Refractive errors are common eye disorders of public health importance worldwide. Ocular axial length (AL) is the major determinant of refraction and thus of myopia and hyperopia. We conducted a meta-analysis of genome-wide association studies for AL, combining 12,531 Europeans and 8,216 Asians. We identified eight genome-wide significant loci for AL (RSPO1, C3orf26, LAMA2, GJD2, ZNRF3, CD55, MIP, and ALPPL2) and confirmed one previously reported AL locus (ZC3H11B). Of the nine loci, five (LAMA2, GJD2, CD55, ALPPL2, and ZC3H11B) were associated with refraction in 18 independent cohorts (n = 23,591). Differential gene expression was observed for these loci in minus-lens-induced myopia mouse experiments and human ocular tissues. Two of the AL genes, RSPO1 and ZNRF3, are involved in Wnt signaling, a pathway playing a major role in the regulation of eyeball size.
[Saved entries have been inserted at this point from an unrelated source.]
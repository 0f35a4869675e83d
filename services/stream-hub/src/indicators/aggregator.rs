//! Quote aggregation into fixed-period bars
//!
//! Bars are aligned to the epoch: a 1-minute bar opens on a minute boundary
//! and absorbs every quote stamped before the next one. Periods without
//! quotes produce no bar.

use chrono::Duration;
use serde::{Deserialize, Serialize};

use types::errors::StreamError;
use types::quote::Quote;
use types::timestamp::Timestamp;

use crate::transform::{Context, Transform};

/// Standard bar periods.
#[derive(Debug, Clone, Copy, PartialEq, Eq, Hash, PartialOrd, Ord, Serialize, Deserialize)]
pub enum BarPeriod {
    /// 1 minute
    M1,
    /// 5 minutes
    M5,
    /// 15 minutes
    M15,
    /// 30 minutes
    M30,
    /// 1 hour
    H1,
    /// 4 hours
    H4,
    /// 1 day
    D1,
    /// 1 week
    W1,
}

impl BarPeriod {
    pub fn duration_nanos(&self) -> i64 {
        match self {
            BarPeriod::M1 => 60 * 1_000_000_000,
            BarPeriod::M5 => 5 * 60 * 1_000_000_000,
            BarPeriod::M15 => 15 * 60 * 1_000_000_000,
            BarPeriod::M30 => 30 * 60 * 1_000_000_000,
            BarPeriod::H1 => 3600 * 1_000_000_000,
            BarPeriod::H4 => 4 * 3600 * 1_000_000_000,
            BarPeriod::D1 => 86400 * 1_000_000_000_i64,
            BarPeriod::W1 => 7 * 86400 * 1_000_000_000_i64,
        }
    }

    pub fn as_str(&self) -> &'static str {
        match self {
            BarPeriod::M1 => "1m",
            BarPeriod::M5 => "5m",
            BarPeriod::M15 => "15m",
            BarPeriod::M30 => "30m",
            BarPeriod::H1 => "1h",
            BarPeriod::H4 => "4h",
            BarPeriod::D1 => "1d",
            BarPeriod::W1 => "1w",
        }
    }
}

/// Folds quotes (or ticks expressed as quotes) into bars of one period.
///
/// Consecutive quotes in the same bar revise the newest result in place, so
/// a bar may absorb any number of ticks without tripping the repeat guard.
/// A late or corrected quote rebuilds from the start of its bar.
#[derive(Debug, Clone)]
pub struct QuoteAggregator {
    period_nanos: i64,
    label: String,
}

impl QuoteAggregator {
    pub fn new(period: BarPeriod) -> Self {
        Self {
            period_nanos: period.duration_nanos(),
            label: format!("QUOTES({})", period.as_str()),
        }
    }

    /// Aggregate into bars of an arbitrary positive duration.
    pub fn with_duration(period: Duration) -> Result<Self, StreamError> {
        let period_nanos = period
            .num_nanoseconds()
            .filter(|nanos| *nanos > 0)
            .ok_or_else(|| {
                StreamError::invalid_parameter("period", "must be a positive duration")
            })?;
        Ok(Self {
            period_nanos,
            label: format!("QUOTES({}ns)", period_nanos),
        })
    }

    pub fn period_nanos(&self) -> i64 {
        self.period_nanos
    }

    /// Open time of the bar containing `ts`.
    pub fn bar_start(&self, ts: Timestamp) -> Timestamp {
        ts.floor(self.period_nanos)
    }
}

impl Transform<Quote, Quote> for QuoteAggregator {
    fn transform(
        &mut self,
        input: &Quote,
        _index: usize,
        ctx: &Context<'_, Quote, Quote>,
    ) -> Result<Quote, StreamError> {
        let start = self.bar_start(input.timestamp);

        match ctx.results.last() {
            Some(bar) if bar.timestamp == start => {
                let mut bar = bar.clone();
                bar.merge(input);
                Ok(bar)
            }
            _ => {
                let mut bar = input.clone();
                bar.timestamp = start;
                Ok(bar)
            }
        }
    }

    fn label(&self) -> String {
        self.label.clone()
    }

    fn rebuild_origin(&self, from: Timestamp) -> Timestamp {
        if from == Timestamp::MIN {
            return from;
        }
        self.bar_start(from)
    }

    fn revises_in_place(&self) -> bool {
        true
    }
}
This study provides evidence of shared genes between AL and refraction, but importantly also suggests that these traits may have unique pathways.

Figure 1

Summary of Meta-analysis Results for Genome-wide Association to Ocular Axial Length Data of both directly genotyped and imputed SNPs are presented in the Manhattan plot. The y axis represents –log₁₀ p values for association with axial length, and the x axis represents chromosomes and base-pair positions based on human genome build 36. The horizontal red line indicates the genome-wide significance level of p < 5.0 × 10⁻⁸. The horizontal blue line indicates the suggestive significance level of p < 1.0 × 10⁻⁵. The previously described locus for axial length is labeled in black. Other loci reaching genome-wide significance identified from the per-SNP meta-analysis are labeled in red. The genes identified in gene-based tests are labeled in blue.

Figure 2

Regional Association Plots and Recombination Rates of the Loci Associated with Ocular Axial Length Data are shown for association at chromosome (A) 1p34.3 (RSPO1), (B) 1q41 (ZC3H11B), (C) 3q12.1 (C3orf26), (D) 6q22.33 (LAMA2), (E) 15q14 (GJD2), and (F) 22q12.1 (ZNRF3) in the combined meta-analysis. Data of both directly genotyped and imputed SNPs are presented. In each panel, the genotyped SNP with the most significant association is denoted with a purple diamond. The color coding of all other SNPs indicates LD with the lead SNP, estimated by CEU r² from phase II HapMap: red, r² ≥ 0.8; yellow, 0.6 ≤ r² < 0.8; green, 0.4 ≤ r² < 0.6; cyan, 0.2 ≤ r² < 0.4; blue, r² < 0.2; and gray, r² unknown. The left y axis represents –log₁₀ p values for association with axial length, the right y axis represents the recombination rate, estimated from the International HapMap Project, and the x axis represents base-pair positions along the chromosome based on human genome build 36. Gene annotations are taken from the University of California Santa Cruz (UCSC) genome browser. The plots were created with LocusZoom.